ABCDEFGHIJKLMNOPQRSTUVWXYZ

1234567890
$2347.43

Ha HaHa Ha Hii Haa

MetaCharacters :
. ^ $ * + ? { } [ ] | ( )

Google.com
Amazon.com
Facebook.com

$97.43

abcd
This is abcd

123-456-789
123.456.789
123*555*1234
123/456/789

877-500-1234
980-555-1234
930-234-3455
9830234345

Total due
$670.54

Mr. Peter Griffin
Mr Stewie Griffin
Ms Glen Quagmire
Mrs. Griffin
Ms. Meg Griffin
Mrs. U
Mr. Joe Swanson
'''

sentence = "Finally some more things to test the RegEx using Python re module"

In [6]:
# Extract phone numbers
phone_numbers_v1 = re.search(r'\d{3}-\d{3}-\d{4}', text_to_search)

if phone_numbers_v1:
    print("Phone numbers found : ", phone_numbers_v1.group(0))
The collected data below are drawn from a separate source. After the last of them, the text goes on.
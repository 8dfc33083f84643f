//! # acp-types
//!
//! Shared types, errors, and configuration for the **ACP core**: the content
//! anchoring registry and the deadline escrow ledger of the Agent Commerce
//! Protocol.
//!
//! This crate is the leaf dependency of the workspace. Every other crate
//! depends on it. It defines:
//!
//! - **Identifiers**: [`Address`], [`Hash32`], [`CapsuleId`], [`CapsuleType`], [`EscrowId`]
//! - **Anchor model**: [`AnchorRecord`], [`AnchorEntry`]
//! - **Escrow model**: [`EscrowRecord`], [`EscrowState`]
//! - **Events**: [`AnchorEvent`], [`EscrowEvent`]
//! - **Call environment**: [`CallContext`]
//! - **Administration**: [`AdminContext`], [`ReentrancyGuard`]
//! - **Configuration**: [`RegistryConfig`], [`EscrowConfig`], [`AcpConfig`]
//! - **Errors**: [`AcpError`] with `ACP_ERR_` prefix codes
//! - **Lineage**: [`lineage_root`]
//! - **Constants**: system-wide limits and defaults

pub mod admin;
pub mod anchor;
pub mod call;
pub mod config;
pub mod constants;
pub mod error;
pub mod escrow;
pub mod event;
pub mod guard;
pub mod ids;
pub mod lineage;

pub use admin::*;
pub use anchor::*;
pub use call::*;
pub use config::*;
pub use error::*;
pub use escrow::*;
pub use event::*;
pub use guard::*;
pub use ids::*;
pub use lineage::*;

// Constants are accessed via `acp_types::constants::FOO`
// (not re-exported to avoid name collisions).
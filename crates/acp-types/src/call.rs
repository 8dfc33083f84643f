//! The call environment handed to every mutating entry point.
//!
//! The runtime, not the core, knows who is calling, what time it is, and
//! how much value rides along with the call. Passing it explicitly keeps
//! every time comparison evaluated against the caller-observed clock.

use chrono::{DateTime, Utc};
use rust_decimal::Decimal;
use serde::{Deserialize, Serialize};

use crate::Address;

/// Sender, current time, and attached value of one call.
#[derive(Debug, Clone, Copy, PartialEq, Eq, Serialize, Deserialize)]
pub struct CallContext {
    pub caller: Address,
    pub now: DateTime<Utc>,
    /// Value attached to the call. Only payable operations read it.
    pub value: Decimal,
}

impl CallContext {
    #[must_use]
    pub fn new(caller: Address, now: DateTime<Utc>) -> Self {
        Self {
            caller,
            now,
            value: Decimal::ZERO,
        }
    }

    /// A call from `caller` observed at the wall clock.
    #[must_use]
    pub fn at_now(caller: Address) -> Self {
        Self::new(caller, Utc::now())
    }

    #[must_use]
    pub fn with_value(mut self, value: Decimal) -> Self {
        self.value = value;
        self
    }
}

#[cfg(test)]
mod tests {
    use super::*;

    #[test]
    fn defaults_to_no_value() {
        let ctx = CallContext::at_now(Address::random());
        assert_eq!(ctx.value, Decimal::ZERO);
    }

    #[test]
    fn with_value_attaches() {
        let ctx = CallContext::at_now(Address::random()).with_value(Decimal::new(5, 3));
        assert_eq!(ctx.value, Decimal::new(5, 3));
    }
}
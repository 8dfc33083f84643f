//! Anchor batch: the all-or-nothing unit of a batch anchor call.
//!
//! The batch is assembled from the caller's parallel arrays and fully
//! validated on its own (shape, per-item content hash, duplicates within
//! the batch) before the registry looks at its stored records. Nothing is
//! written until every item has passed, so a failing item late in the batch
//! can never leave earlier items persisted.

use std::collections::HashSet;

use acp_types::{
    AcpError, AnchorEntry, CapsuleId, CapsuleType, ContentHash, MerkleRoot, Result,
};

/// A shape-checked, item-checked set of anchor entries.
#[derive(Debug, Clone)]
pub struct AnchorBatch {
    entries: Vec<AnchorEntry>,
}

impl AnchorBatch {
    /// Zip the parallel arrays into a batch.
    ///
    /// # Errors
    /// - `EmptyBatch` if the arrays are empty
    /// - `ArrayLengthMismatch` if the arrays differ in length
    /// - `BatchTooLarge` if there are more than `max_items` entries
    /// - `InvalidContentHash` if any content hash is zero
    /// - `CapsuleAlreadyAnchored` if a capsule id appears twice
    pub fn from_parallel(
        ids: &[CapsuleId],
        hashes: &[ContentHash],
        roots: &[MerkleRoot],
        types: &[CapsuleType],
        max_items: usize,
    ) -> Result<Self> {
        if ids.len() != hashes.len() || ids.len() != roots.len() || ids.len() != types.len() {
            return Err(AcpError::ArrayLengthMismatch {
                ids: ids.len(),
                hashes: hashes.len(),
                roots: roots.len(),
                types: types.len(),
            });
        }
        if ids.is_empty() {
            return Err(AcpError::EmptyBatch);
        }
        if ids.len() > max_items {
            return Err(AcpError::BatchTooLarge {
                size: ids.len(),
                max: max_items,
            });
        }

        let entries = ids
            .iter()
            .zip(hashes)
            .zip(roots)
            .zip(types)
            .map(|(((id, hash), root), kind)| AnchorEntry {
                capsule_id: *id,
                content_hash: *hash,
                merkle_root: *root,
                capsule_type: *kind,
            })
            .collect();

        Self::from_entries(entries)
    }

    /// Build a batch from already-zipped entries.
    ///
    /// # Errors
    /// Same per-item rules as [`AnchorBatch::from_parallel`].
    pub fn from_entries(entries: Vec<AnchorEntry>) -> Result<Self> {
        if entries.is_empty() {
            return Err(AcpError::EmptyBatch);
        }

        let mut seen = HashSet::with_capacity(entries.len());
        for entry in &entries {
            validate_entry(entry)?;
            if !seen.insert(entry.capsule_id) {
                return Err(AcpError::CapsuleAlreadyAnchored(entry.capsule_id));
            }
        }
        Ok(Self { entries })
    }

    #[must_use]
    pub fn entries(&self) -> &[AnchorEntry] {
        &self.entries
    }

    #[must_use]
    pub fn len(&self) -> usize {
        self.entries.len()
    }

    #[must_use]
    pub fn is_empty(&self) -> bool {
        self.entries.is_empty()
    }

    #[must_use]
    pub fn into_entries(self) -> Vec<AnchorEntry> {
        self.entries
    }
}

/// Item rules shared by single and batch anchoring.
///
/// # Errors
/// Returns `InvalidContentHash` if the content hash is zero.
pub fn validate_entry(entry: &AnchorEntry) -> Result<()> {
    if entry.content_hash.is_zero() {
        return Err(AcpError::InvalidContentHash);
    }
    Ok(())
}
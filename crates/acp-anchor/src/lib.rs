//! # acp-anchor
//!
//! **Content anchoring registry**: an append-only map from a capsule
//! identifier to an immutable attestation record (content hash, lineage
//! root, type, authority, timestamp).
//!
//! ## Architecture
//!
//! 1. **AnchorBatch**: zips and validates a batch as a whole before any write
//! 2. **AnchorRegistry**: anchor-once storage, authority-gated writes,
//!    pause switch, always-available reads, event journal
//!
//! ## Write Flow
//!
//! ```text
//! caller → ReentrancyGuard.enter() → AdminContext (pause, authority)
//!        → AnchorBatch / validate_entry → duplicate check → commit + events
//! ```
//!
//! A failure at any step leaves the registry exactly as it was.

pub mod batch;
pub mod registry;

pub use batch::AnchorBatch;
pub use registry::AnchorRegistry;
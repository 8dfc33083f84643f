//! Configuration types for the anchor registry and the escrow ledger.

use rust_decimal::Decimal;
use serde::{Deserialize, Serialize};

use crate::{AcpError, Address, Result, constants};

/// Configuration of one anchor registry deployment.
#[derive(Debug, Clone, PartialEq, Eq, Serialize, Deserialize)]
pub struct RegistryConfig {
    /// The single identity allowed to write anchors and toggle pause.
    pub authority: Address,
    /// Upper bound on items per batch anchor call.
    #[serde(default = "default_max_batch_size")]
    pub max_batch_size: usize,
}

fn default_max_batch_size() -> usize {
    constants::DEFAULT_MAX_BATCH_SIZE
}

impl RegistryConfig {
    #[must_use]
    pub fn new(authority: Address) -> Self {
        Self {
            authority,
            max_batch_size: constants::DEFAULT_MAX_BATCH_SIZE,
        }
    }

    /// # Errors
    /// Returns `Configuration` for a null authority or a zero batch size.
    pub fn validate(&self) -> Result<()> {
        if self.authority.is_zero() {
            return Err(AcpError::Configuration(
                "registry authority must not be the null identity".into(),
            ));
        }
        if self.max_batch_size == 0 {
            return Err(AcpError::Configuration(
                "max_batch_size must be > 0".into(),
            ));
        }
        Ok(())
    }
}

/// Configuration of one escrow ledger deployment.
#[derive(Debug, Clone, PartialEq, Eq, Serialize, Deserialize)]
pub struct EscrowConfig {
    /// Hard cap on the value of a single escrow.
    pub max_amount: Decimal,
}

impl Default for EscrowConfig {
    fn default() -> Self {
        Self {
            max_amount: constants::DEFAULT_MAX_AMOUNT,
        }
    }
}

impl EscrowConfig {
    /// # Errors
    /// Returns `Configuration` if `max_amount` is not positive.
    pub fn validate(&self) -> Result<()> {
        if self.max_amount <= Decimal::ZERO {
            return Err(AcpError::Configuration(format!(
                "max_amount must be > 0, got {}",
                self.max_amount
            )));
        }
        Ok(())
    }
}

/// Configuration for a full deployment.
#[derive(Debug, Clone, PartialEq, Eq, Serialize, Deserialize)]
pub struct AcpConfig {
    pub registry: RegistryConfig,
    #[serde(default)]
    pub escrow: EscrowConfig,
}

impl AcpConfig {
    /// Parse and validate a JSON configuration document.
    pub fn from_json(json: &str) -> Result<Self> {
        let config: Self =
            serde_json::from_str(json).map_err(|e| AcpError::Configuration(e.to_string()))?;
        config.validate()?;
        Ok(config)
    }

    pub fn validate(&self) -> Result<()> {
        self.registry.validate()?;
        self.escrow.validate()
    }
}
Phone numbers found :  877-500-1234


In [11]:
pattern = re.compile(r'abcd')

hits = pattern.finditer(text_to_search)
for hit in hits:
    print(hit)

<re.Match object; span=(2, 6), match='abcd'>
<re.Match object; span=(170, 174), match='abcd'>
<re.Match object; span=(183, 187), match='abcd'>


In [12]:
# we need to escape meta characters as they hold different meanings in regex
p2 = re.compile(r'\.')
m1 = p2.finditer(text_to_search)

for x in m1:
    print(x)

# typical use cases are URLs
p3 = re.compile(r'Google\.com')
m2 = p3.finditer(text_to_search)

for x in m2:
    print(x)

<re.Match object; span=(107, 108), match='.'>
<re.Match object; span=(140, 141), match='.'>
<re.Match object; span=(151, 152), match='.'>
<re.Match object; span=(164, 165), match='.'>
<re.Match object; span=(204, 205), match='.'>
<re.Match object; span=(208, 209), match='.'>
<re.Match object; span=(292, 293), match='.'>
<re.Match object; span=(346, 347), match='.'>
<re.Match object; span=(358, 359), match='.'>
<re.Match object; span=(375, 376), match='.'>
<re.Match object; span=(381, 382), match='.'>
<re.Match object; span=(134, 144), match='Google.com'>


In [29]:
# matching phone numbers
ph_num = re.compile(r'[89][78]\d[-.]')

valid_numbers = ph_num.finditer(text_to_search)

for num in valid_numbers:
    print(num.group(), ':', num.span())

877- : (239, 243)
980- : (252, 256)


In [15]:
# finding all the occurrences without upper case letters
p5 = re.compile(r'[^a-zA-Z\d]')

no_upper = p5.finditer(text_to_search)
no_upper_count = 0
for lower_case in no_upper:
    no_upper_count += 1

print(no_upper_count)

104


In [27]:
string2 = """
pun
bun
one
won
"""

# Anything except p then 'un'
p6 = re.compile(r'[^p]un')

result= p6.finditer(string2)

for x in result:
    print(x.group())

bun


In [25]:
# using quantifiers
ph_num = re.compile(r'\d{3}.\d{3}.\d{4}')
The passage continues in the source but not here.